Potem docinałam je na 9,5 cala. Super proste, tylko powtórzone 100 razy. Bo skoro miałam 25 FQ z którymi nie miałam co zrobić, to czemu nie. No i wyszedł patchwork 2,5 x 2,5 metra !
Długo zastanawiałam się nad kolorem ramki, i ten szafirowy wydał mi się idealny. Ramka musiała być, bo bloki bez ramki zlewały się ze sobą.

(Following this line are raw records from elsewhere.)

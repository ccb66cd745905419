use super::{Formatter, Params};

macro_rules! fmt {
    ($f:expr, $( $fragments:expr )*) => {{
        $(
            $fragments.to_sql($f);
        )*
    }};
}

pub(super) trait ToSql {
    fn to_sql<T: Params>(self, f: &mut Formatter<'_, T>);
}

impl ToSql for &str {
    fn to_sql<T: Params>(self, f: &mut Formatter<'_, T>) {
        f.dst.push_str(self);
    }
}

impl ToSql for u64 {
    fn to_sql<T: Params>(self, f: &mut Formatter<'_, T>) {
        use std::fmt::Write;
        let _ = write!(f.dst, "{self}");
    }
}

impl<T: ToSql> ToSql for Option<T> {
    fn to_sql<P: Params>(self, f: &mut Formatter<'_, P>) {
        if let Some(inner) = self {
            inner.to_sql(f);
        }
    }
}

impl<T1: ToSql, T2: ToSql> ToSql for (T1, T2) {
    fn to_sql<P: Params>(self, f: &mut Formatter<'_, P>) {
        fmt!(f, self.0 self.1);
    }
}

impl<T1: ToSql, T2: ToSql, T3: ToSql> ToSql for (T1, T2, T3) {
    fn to_sql<P: Params>(self, f: &mut Formatter<'_, P>) {
        fmt!(f, self.0 self.1 self.2);
    }
}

Nazwałam ten patchwork "Boho".
Jego historia jest długa i jeszcze nie zakończona:
- 5 pażdziernika 2017 wyjęłąm tkaniny z szafy i zaczęłąm je ciąć (potem dołożyłam jeszcze kilka FQ) :
- 17 grudnia 2017 zrobiłam kanapkę:
- a 8 kwietnia 2018 zaczęłam go ręcznie pikować (co oznacza, że nieruszona kanapka leżała od grudnia, ale to i tak nieźle, bo większośc osób trzyma UFO-ki w formie topu a nie kanapki (żargon, oczywiście;).
Ciąg dalszy nastapi - mam nadzieję, że jeszcze w tym roku :)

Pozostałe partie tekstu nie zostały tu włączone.